Reports Of ISIS Beheadings Are Horrifyingly Common
This undated image posted by the Raqqa Media Center, a Syrian opposition group, on Monday, June. 30, 2014, which has been verified and is consistent with other AP reporting, shows fighters from the al-Qaida linked Islamic State of Iraq and the Levant (ISIL) sitting on their tank during a parade in Raqqa, Syria. Militants from an al-Qaida splinter group held a military parade in their stronghold in northeastern Syria, displaying U.S.-made Humvees, heavy machine guns, and missiles captured from the Iraqi army for the first time since taking over large parts of the Iraq-Syria border. (AP Photo/Raqqa Media Center)
This undated image posted by the Raqqa Media Center, a Syrian opposition group, on Monday, June. 30, 2014, which has been verified and is consistent with other AP reporting, shows fighters from the al-Qaida linked Islamic State of Iraq and the Levant (ISIL) sitting on their tank during a parade in Raqqa, Syria.
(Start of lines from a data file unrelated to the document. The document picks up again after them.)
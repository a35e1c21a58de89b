//! Core category domain types and the validation of category forms.

use std::{fmt::Display, str::FromStr};

use rusqlite::types::{FromSql, FromSqlError, FromSqlResult, ToSql, ToSqlOutput, ValueRef};
use serde::{Deserialize, Serialize};
use unicode_segmentation::UnicodeSegmentation;

use crate::Error;

/// Whether money is coming in or going out.
#[derive(Clone, Copy, Debug, PartialEq, Eq, Hash, Serialize, Deserialize)]
#[serde(rename_all = "lowercase")]
pub enum TransactionType {
    /// Money spent.
    Expense,
    /// Money earned.
    Income,
}

impl TransactionType {
    /// The lowercase name used in forms, URLs and the database.
    pub fn as_str(&self) -> &'static str {
        match self {
            TransactionType::Expense => "expense",
            TransactionType::Income => "income",
        }
    }
}

impl Display for TransactionType {
    fn fmt(&self, f: &mut std::fmt::Formatter<'_>) -> std::fmt::Result {
        write!(f, "{}", self.as_str())
    }
}

impl FromStr for TransactionType {
    type Err = String;

    fn from_str(s: &str) -> Result<Self, Self::Err> {
        match s {
            "expense" => Ok(TransactionType::Expense),
            "income" => Ok(TransactionType::Income),
            other => Err(format!("\"{other}\" is not a transaction type")),
        }
    }
}

impl ToSql for TransactionType {
    fn to_sql(&self) -> rusqlite::Result<ToSqlOutput<'_>> {
        Ok(ToSqlOutput::from(self.as_str()))
    }
}

impl FromSql for TransactionType {
    fn column_result(value: ValueRef<'_>) -> FromSqlResult<Self> {
        value
            .as_str()?
            .parse()
            .map_err(|error: String| FromSqlError::Other(error.into()))
    }
}

const MIN_NAME_LENGTH: usize = 3;
const MAX_NAME_LENGTH: usize = 20;
const MAX_ICON_LENGTH: usize = 20;

/// A category name between 3 and 20 characters long.
///
/// Length is counted in user perceived characters so that names with
/// accents or emoji are not penalised.
#[derive(Clone, Debug, PartialEq, Eq, Serialize, Deserialize, Hash)]
pub struct CategoryName(String);

impl CategoryName {
    /// Create a category name.
    ///
    /// # Errors
    ///
    /// This function will return an [Error::InvalidCategoryName] if `name`,
    /// after trimming whitespace, is shorter than 3 or longer than 20
    /// characters.
    pub fn new(name: &str) -> Result<Self, Error> {
        let name = name.trim();
        let length = name.graphemes(true).count();

        if (MIN_NAME_LENGTH..=MAX_NAME_LENGTH).contains(&length) {
            Ok(Self(name.to_owned()))
        } else {
            Err(Error::InvalidCategoryName(name.to_owned()))
        }
    }

    /// Create a category name without validation.
    ///
    /// The caller should ensure that the name is between 3 and 20 characters long.
    pub fn new_unchecked(name: &str) -> Self {
        Self(name.to_owned())
    }
}

impl AsRef<str> for CategoryName {
    fn as_ref(&self) -> &str {
        &self.0
    }
}

impl Display for CategoryName {
    fn fmt(&self, f: &mut std::fmt::Formatter<'_>) -> std::fmt::Result {
        write!(f, "{}", self.0)
    }
}

/// An optional icon, usually an emoji, shown next to a category name.
#[derive(Clone, Debug, Default, PartialEq, Eq, Serialize, Deserialize, Hash)]
pub struct CategoryIcon(String);

impl CategoryIcon {
    /// Create a category icon.
    ///
    /// # Errors
    ///
    /// This function will return an [Error::InvalidCategoryIcon] if `icon` is
    /// longer than 20 characters.
    pub fn new(icon: &str) -> Result<Self, Error> {
        let icon = icon.trim();

        if icon.graphemes(true).count() <= MAX_ICON_LENGTH {
            Ok(Self(icon.to_owned()))
        } else {
            Err(Error::InvalidCategoryIcon(icon.to_owned()))
        }
    }

    /// Create a category icon without validation.
    pub fn new_unchecked(icon: &str) -> Self {
        Self(icon.to_owned())
    }
}

impl AsRef<str> for CategoryIcon {
    fn as_ref(&self) -> &str {
        &self.0
    }
}

impl Display for CategoryIcon {
    fn fmt(&self, f: &mut std::fmt::Formatter<'_>) -> std::fmt::Result {
        write!(f, "{}", self.0)
    }
}

/// Database identifier for a category.
pub type CategoryId = i64;

/// A category that a user's transactions are grouped under, e.g. 'Groceries' or 'Salary'.
#[derive(Debug, Clone, PartialEq, Eq, Serialize)]
pub struct Category {
    pub id: CategoryId,
    pub name: CategoryName,
    pub icon: CategoryIcon,
    pub category_type: TransactionType,
}

impl Category {
    /// The string that identifies the category among the user's categories,
    /// e.g. "Groceries-expense".
    pub fn identifier(&self) -> String {
        format!("{}-{}", self.name, self.category_type)
    }
}

/// A validated category that has not been saved yet.
#[derive(Debug, Clone, PartialEq, Eq)]
pub struct NewCategory {
    pub name: CategoryName,
    pub icon: CategoryIcon,
    pub category_type: TransactionType,
}

/// Identifies one of a user's categories: names are unique per type.
#[derive(Debug, Clone, PartialEq, Eq)]
pub struct CategoryKey {
    pub name: CategoryName,
    pub category_type: TransactionType,
}

/// Form data for creating a category.
#[derive(Debug, Serialize, Deserialize)]
pub struct CreateCategoryForm {
    pub name: String,
    #[serde(default)]
    pub icon: String,
    #[serde(rename = "type")]
    pub category_type: TransactionType,
}

impl CreateCategoryForm {
    /// Check the form fields and convert them into a [NewCategory].
    pub fn validate(self) -> Result<NewCategory, Error> {
        Ok(NewCategory {
            name: CategoryName::new(&self.name)?,
            icon: CategoryIcon::new(&self.icon)?,
            category_type: self.category_type,
        })
    }
}

/// Form data, or query parameters, for deleting a category.
#[derive(Debug, Serialize, Deserialize)]
pub struct DeleteCategoryForm {
    pub name: String,
    #[serde(rename = "type")]
    pub category_type: TransactionType,
}

impl DeleteCategoryForm {
    /// Check the form fields and convert them into a [CategoryKey].
    pub fn validate(self) -> Result<CategoryKey, Error> {
        Ok(CategoryKey {
            name: CategoryName::new(&self.name)?,
            category_type: self.category_type,
        })
    }
}


#[cfg(test)]
mod category_icon_tests {
    use crate::{Error, category::CategoryIcon};

    #[test]
    fn empty_icon_is_allowed() {
        assert_eq!(CategoryIcon::new(""), Ok(CategoryIcon::default()));
    }

    #[test]
    fn emoji_counts_as_one_character() {
        // A family emoji is several code points joined into one grapheme.
        let icon = "👨‍👩‍👧".repeat(20);

        assert!(CategoryIcon::new(&icon).is_ok());
    }

    #[test]
    fn long_icon_is_rejected() {
        let icon = "x".repeat(21);

        assert_eq!(
            CategoryIcon::new(&icon),
            Err(Error::InvalidCategoryIcon(icon))
        );
    }
}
Militants from an al-Qaida splinter group held a military parade in their stronghold in northeastern Syria, displaying U.S.-made Humvees, heavy machine guns, and missiles captured from the Iraqi army for the first time since taking over large parts of the Iraq-Syria border. (AP Photo/Raqqa Media Center)
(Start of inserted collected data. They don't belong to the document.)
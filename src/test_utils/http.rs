use axum::{body::Body, response::Response};

#[track_caller]
pub(crate) fn assert_content_type(response: &Response<Body>, content_type: &str) {
    let content_type_header = response
        .headers()
        .get("content-type")
        .expect("content-type header missing");
    assert_eq!(content_type_header, content_type);
}

#[track_caller]
pub(crate) fn get_header(response: &Response<Body>, header_name: &str) -> String {
    let header_error_message = format!("Headers missing {header_name}");

    response
        .headers()
        .get(header_name)
        .expect(&header_error_message)
        .to_str()
        .expect("Could not convert to str")
        .to_string()
}

#[track_caller]
pub(crate) fn assert_hx_redirect(response: &Response<Body>, endpoint: &str) {
    assert_eq!(get_header(response, "hx-redirect"), endpoint);
}
//! Implements a struct that holds the state of the REST server.

use std::sync::{Arc, Mutex};

use axum::extract::FromRef;
use axum_extra::extract::cookie::Key;
use rusqlite::Connection;
use sha2::{Digest, Sha512};
use time::Duration;

use crate::{DEFAULT_COOKIE_DURATION, Error, db::initialize};

/// The state of the REST server.
#[derive(Debug, Clone)]
pub struct AppState {
    /// The key to be used for signing and encrypting private cookies.
    pub cookie_key: Key,

    /// The duration for which session cookies are valid.
    pub cookie_duration: Duration,

    /// The database connection
    pub db_connection: Arc<Mutex<Connection>>,
}

impl AppState {
    /// Create a new [AppState] with a SQLite database connection.
    ///
    /// This function will initialize the database by adding the tables for the domain models.
    ///
    /// # Errors
    /// Returns an error if the database cannot be initialized.
    pub fn new(db_connection: Connection, cookie_secret: &str) -> Result<Self, Error> {
        initialize(&db_connection)?;

        Ok(Self {
            cookie_key: create_cookie_key(cookie_secret),
            cookie_duration: DEFAULT_COOKIE_DURATION,
            db_connection: Arc::new(Mutex::new(db_connection)),
        })
    }
}

// this impl tells `PrivateCookieJar` how to access the key from our state
impl FromRef<AppState> for Key {
    fn from_ref(state: &AppState) -> Self {
        state.cookie_key.clone()
    }
}

/// Create a signing key for cookies from a `secret`s string.
pub fn create_cookie_key(secret: &str) -> Key {
    let hash = Sha512::digest(secret);

    Key::from(&hash)
}
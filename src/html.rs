//! Shared HTML building blocks and styles for the server rendered pages.

use maud::{DOCTYPE, Markup, html};
use numfmt::{Formatter, Precision};

// Link styles
pub const LINK_STYLE: &str = "text-blue-600 hover:text-blue-500 \
    dark:text-blue-500 dark:hover:text-blue-400 underline";

// Button styles
pub const BUTTON_PRIMARY_STYLE: &str = "w-full px-4 py-2 bg-blue-500
    dark:bg-blue-600 disabled:bg-blue-700 hover:enabled:bg-blue-600 \
    hover:enabled:dark:bg-blue-700 text-white rounded";

pub const BUTTON_SECONDARY_STYLE: &str = "px-4 py-2 text-sm font-medium \
    text-gray-900 bg-white rounded border border-gray-200 hover:bg-gray-100 \
    hover:text-blue-700 dark:bg-gray-800 dark:text-gray-400 \
    dark:border-gray-600 dark:hover:text-white dark:hover:bg-gray-700";

pub const BUTTON_DELETE_STYLE: &str = "text-red-600 hover:text-red-500 \
    dark:text-red-500 dark:hover:text-red-400 underline bg-transparent \
    border-none cursor-pointer";

pub const BUTTON_DANGER_STYLE: &str = "px-4 py-2 text-sm font-medium text-white \
    bg-red-600 hover:bg-red-700 rounded dark:bg-red-500 dark:hover:bg-red-600";

// Form styles
pub const FORM_CONTAINER_STYLE: &str = "flex flex-col items-center px-6 py-8 \
    mx-auto lg:py-0 max-w-md text-gray-900 dark:text-white";
pub const FORM_LABEL_STYLE: &str = "block mb-2 text-sm font-medium text-gray-900 dark:text-white";
pub const FORM_TEXT_INPUT_STYLE: &str = "block w-full p-2.5 rounded text-sm \
    text-gray-900 dark:text-white disabled:text-gray-500 bg-gray-50 \
    dark:bg-gray-700 border border-gray-300 dark:border-gray-600 \
    dark:placeholder-gray-400 focus:ring-blue-600 focus:border-blue-600 \
    focus:dark:border-blue-500 focus:dark:ring-blue-500";

// Table styles
pub const TABLE_HEADER_STYLE: &str = "text-xs text-gray-700 uppercase \
    bg-gray-50 dark:bg-gray-700 dark:text-gray-400";

pub const TABLE_ROW_STYLE: &str = "bg-white border-b dark:bg-gray-800 dark:border-gray-700";

pub const TABLE_CELL_STYLE: &str = "px-6 py-4";

// Page container
pub const PAGE_CONTAINER_STYLE: &str =
    "flex flex-col items-center px-6 py-8 mx-auto lg:py-5 text-gray-900 dark:text-white";

/// The ID of the element that alerts are swapped into.
pub const ALERT_CONTAINER_ID: &str = "alert-container";

pub fn base(title: &str, content: &Markup) -> Markup {
    html! {
        (DOCTYPE)
        html lang="en"
        {
            head
            {
                meta charset="UTF-8";
                meta name="viewport" content="width=device-width, initial-scale=1.0";
                title { (title) " - Budget Tracker" }
                link rel="icon" type="image/png" href="/static/favicon-32x32.png" sizes="32x32";
                link href="/static/main.css" rel="stylesheet";

                script src="/static/htmx-2.0.8-min.js" integrity="sha384-/TgkGk7p307TH7EXJDuUlgG3Ce1UVolAOFopFekQkkXihi5u/6OCvVKyz1W+idaz" {}
                script src="/static/htmx-ext-response-targets-2.0.4.js" integrity="sha384-T41oglUPvXLGBVyRdZsVRxNWnOOqCynaPubjUVjxhsjFTKrFJGEMm3/0KGmNQ+Pg" {}
            }

            body
                hx-ext="response-targets"
                class="container max-w-full min-h-screen bg-gray-50 dark:bg-gray-900"
            {
                (content)

                div
                    id=(ALERT_CONTAINER_ID)
                    class="w-full max-w-md px-4"
                    style="position: fixed; bottom: 1rem; left: 50%; transform: translateX(-50%); z-index: 9999;"
                {}
            }
        }
    }
}

pub fn error_view(title: &str, header: &str, description: &str, fix: &str) -> Markup {
    // Template adapted from https://flowbite.com/blocks/marketing/404/
    let content = html!(
        section class="bg-white dark:bg-gray-900"
        {
            div class="py-8 px-4 mx-auto max-w-screen-xl lg:py-16 lg:px-6"
            {
                div class="mx-auto max-w-screen-sm text-center"
                {
                    h1
                        class="mb-4 text-7xl tracking-tight font-extrabold
                            lg:text-9xl text-blue-600 dark:text-blue-500"
                    {
                        (header)
                    }

                    p
                        class="mb-4 text-3xl md:text-4xl tracking-tight
                            font-bold text-gray-900 dark:text-white"
                    {
                        (description)
                    }

                    p
                        class="mb-4 text-1xl md:text-2xl tracking-tight
                            text-gray-900 dark:text-white"
                    {
                        (fix)
                    }

                    a
                        href="/"
                        class="inline-flex text-white bg-blue-600
                            hover:bg-blue-800 focus:ring-4 focus:outline-hidden
                            focus:ring-blue-300 font-medium rounded text-sm px-5
                            py-2.5 text-center dark:focus:ring-blue-900 my-4"
                    {
                        "Back to Homepage"
                    }
                }
            }
        }
    );

    base(title, &content)
}

/// Format `amount` with two decimal places, thousands separators and the
/// currency `symbol` as a prefix, e.g. "-€1,234.50".
pub fn format_currency(amount: f64, symbol: &str) -> String {
    let prefix = if amount < 0.0 {
        format!("-{symbol}")
    } else {
        symbol.to_owned()
    };

    if amount == 0.0 {
        // Zero is hardcoded as "0", so we must specify the formatted string for zero
        return format!("{prefix}0.00");
    }

    let mut formatted_string = match Formatter::currency(&prefix) {
        Ok(formatter) => formatter
            .precision(Precision::Decimals(2))
            .fmt_string(amount.abs()),
        Err(error) => {
            tracing::warn!("Could not create currency formatter for {symbol:?}: {error:?}");
            format!("{prefix}{:.2}", amount.abs())
        }
    };

    // numfmt omits trailing zeros, e.g. "12.30" is rendered as "12.3" and
    // "12.00" as "12".
    match formatted_string.rfind('.') {
        None => formatted_string.push_str(".00"),
        Some(position) if formatted_string.len() - position == 2 => formatted_string.push('0'),
        Some(_) => {}
    }

    formatted_string
}

/// A link with blue text for use in a <p> tag.
pub fn link(url: &str, text: &str) -> Markup {
    html! (
        a href=(url) class=(LINK_STYLE)
        {
          (text)
        }
    )
}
The Islamic State's beheading of American journalist James Foley has caused outrage and disgust around the world, from Syria to the White House. And according to many experts, this was exactly the intended effect.

"It’s a gut-wrenching experience to watch a man die, and quite another to know that his killers are happily and publicly doing it just to score propaganda points," former CIA counterterrorism expert Aki Peretz wrote in The Washington Post this week. "But that is what the Islamic State of Iraq and Syria (ISIS) has been doing by releasing a video this week showing the murder of American journalist James Foley."
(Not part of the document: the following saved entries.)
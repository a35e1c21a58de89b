//! Transactions record money spent or earned, and feed the history totals.

mod core;
mod create_endpoint;
mod transactions_page;

pub use self::core::{
    NewTransaction, Transaction, TransactionForm, TransactionId, create_transaction,
    create_transaction_table, get_transactions_in_range,
};
pub use create_endpoint::create_transaction_endpoint;
pub use transactions_page::{TransactionsQuery, get_transactions_page};

use std::sync::{Arc, Mutex};

use axum::extract::FromRef;
use rusqlite::Connection;

use crate::AppState;

/// The state needed for the transaction pages and endpoints.
#[derive(Debug, Clone)]
pub struct TransactionState {
    /// The database connection for managing transactions.
    pub db_connection: Arc<Mutex<Connection>>,
}

impl FromRef<AppState> for TransactionState {
    fn from_ref(state: &AppState) -> Self {
        Self {
            db_connection: state.db_connection.clone(),
        }
    }
}
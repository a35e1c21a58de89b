//! Income and expense history, aggregated per month of a year or per day of
//! a month.

mod aggregate;
mod calendar;
mod endpoint;
mod store;

pub use aggregate::{HistoryPoint, Period, RawBucket, Timeframe, get_history};
pub use calendar::days_in_month;
pub use endpoint::{HistoryQuery, HistoryState, get_history_data};
pub use store::{SummaryStore, add_to_history, create_history_tables};
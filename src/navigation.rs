//! This file defines the templates and a convenience function for creating the navigation bar.

use maud::{Markup, html};

use crate::{NAV_ITEMS, endpoints};

/// Template for a link in the navigation bar.
///
/// It will change appearance if `is_current` is set to
/// `true`. Only one link should be set as active at any one time.
#[derive(Clone)]
struct Link<'a> {
    url: &'a str,
    title: &'a str,
    icon: Option<&'a str>,
    is_current: bool,
}

impl Link<'_> {
    fn into_html(self) -> Markup {
        let style = if self.is_current {
            "block py-2 px-3 text-white bg-blue-700 rounded-sm lg:bg-transparent
        lg:text-blue-700 lg:p-0 dark:text-white lg:dark:text-blue-500"
        } else {
            "block py-2 px-3 text-gray-900 rounded-sm hover:bg-gray-100
        lg:hover:bg-transparent lg:border-0 lg:hover:text-blue-700 lg:p-0
        dark:text-white lg:dark:hover:text-blue-500 dark:hover:bg-gray-700
        dark:hover:text-white lg:dark:hover:bg-transparent"
        };

        html!(
            a
                href=(self.url)
                class=(style)
                data-icon=[self.icon]
                aria-current=[self.is_current.then_some("page")]
            {
                (self.title)
            }
        )
    }
}

pub struct NavBar<'a> {
    links: Vec<Link<'a>>,
}

impl NavBar<'_> {
    /// Get the navigation bar.
    ///
    /// If a link matches `active_endpoint`, then that link will be
    /// marked as active and displayed differently in the HTML.
    pub fn new(active_endpoint: &str) -> NavBar<'_> {
        let mut links: Vec<Link> = NAV_ITEMS
            .iter()
            .map(|item| Link {
                url: item.link,
                title: item.label,
                icon: Some(item.icon),
                is_current: active_endpoint == item.link,
            })
            .collect();

        links.push(Link {
            url: endpoints::LOG_OUT,
            title: "Log out",
            icon: None,
            is_current: false,
        });

        NavBar { links }
    }

    pub fn into_html(self) -> Markup {
        html!(
            nav class="bg-white border-gray-200 dark:bg-gray-900 dark:border-gray-700"
            {
                div class="flex flex-wrap items-center justify-between mx-auto p-4"
                {
                    a href=(endpoints::DASHBOARD_VIEW)
                        class="self-center text-2xl font-semibold whitespace-nowrap dark:text-white"
                    {
                        "Budget Tracker"
                    }

                    ul class="font-medium flex flex-row gap-4 lg:gap-8"
                    {
                        @for link in self.links
                        {
                            li { (link.into_html()) }
                        }
                    }
                }
            }
        )
    }
}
The Islamic State has also used beheadings to terrorize rival fighters, civilians and minorities in Iraq and Syria, and possibly also to win support from other jihadists.

"The idea is that in war you should strike fear in the heart of your enemies and show your commitment to fight to the death," Center for American Progress researcher Mokhtar Awad told ThinkProgress this week.

As the Islamic State continues to surge into new territory in Iraq and Syria, it has used this brutal tactic many times in recent months. Here's a look at some of the people who have become victims of the militant group.

Tribe members in Syria

During the first two weeks of August, Islamic State fighters killed 700 members of the al-Sheitaat tribe in Syria's Deir al-Zor province, according to the Syrian Observatory for Human Rights. Many of them were beheaded, the organization said. Islamic State militants had been battling the tribe since seizing two oil fields in Syria in July.

Yazidis in Iraq

Also in early August, as the group stormed through the homeland of Iraq's Yazidi minority group, reports emerged that Islamic State militants were beheading Yazidi villagers.

"One of the saddest stories was one of our relatives. They beheaded all his 15 family members in front of him and then took him with them," Abu Ali, one of tens of thousands of people who hid from militants on Iraq's Mount Sinjar, told Reuters.

Syrian soldiers

In July, videos were circulated that showed militants mounting people's severed heads on a roundabout in Raqqa, a Syrian city under Islamic State control. One video said that the people killed were Syrian soldiers.

A few days before the videos emerged, the Syrian Observatory for Human Rights said that the Islamic State captured dozens of Syrian soldiers in Raqqa province.

"At least 50 soldiers were ambushed, some of them were killed in fighting but most of them were beheaded," Rami Abdel Rahman, director of the organization, told Agence France Presse.

Iraqis in Mosul

After Islamic State militants captured the major Iraqi city of Mosul in June, reports surfaced that people had seen mass beheadings. One BBC reporter said he spoke to a woman who said she saw "a row of decapitated bodies left in front of the main hospital in Mosul."

Residents of a Syrian border village

In just one instance of the Islamic State's brutal treatment of civilians in Syria, the group reportedly rounded up more than 100 men in a border village in Syria in January. It then beheaded at least 10 people, Al Jazeera reports.

"They lined us up against the wall and the emir told them not to waste bullets," village resident Muhammad Jader told the site. "Suddenly they grabbed one guy and pinned him down on his stomach. Then one man from ISIL put his knee on his back, shouted 'Allahu Akbar' and cut off his head with a knife."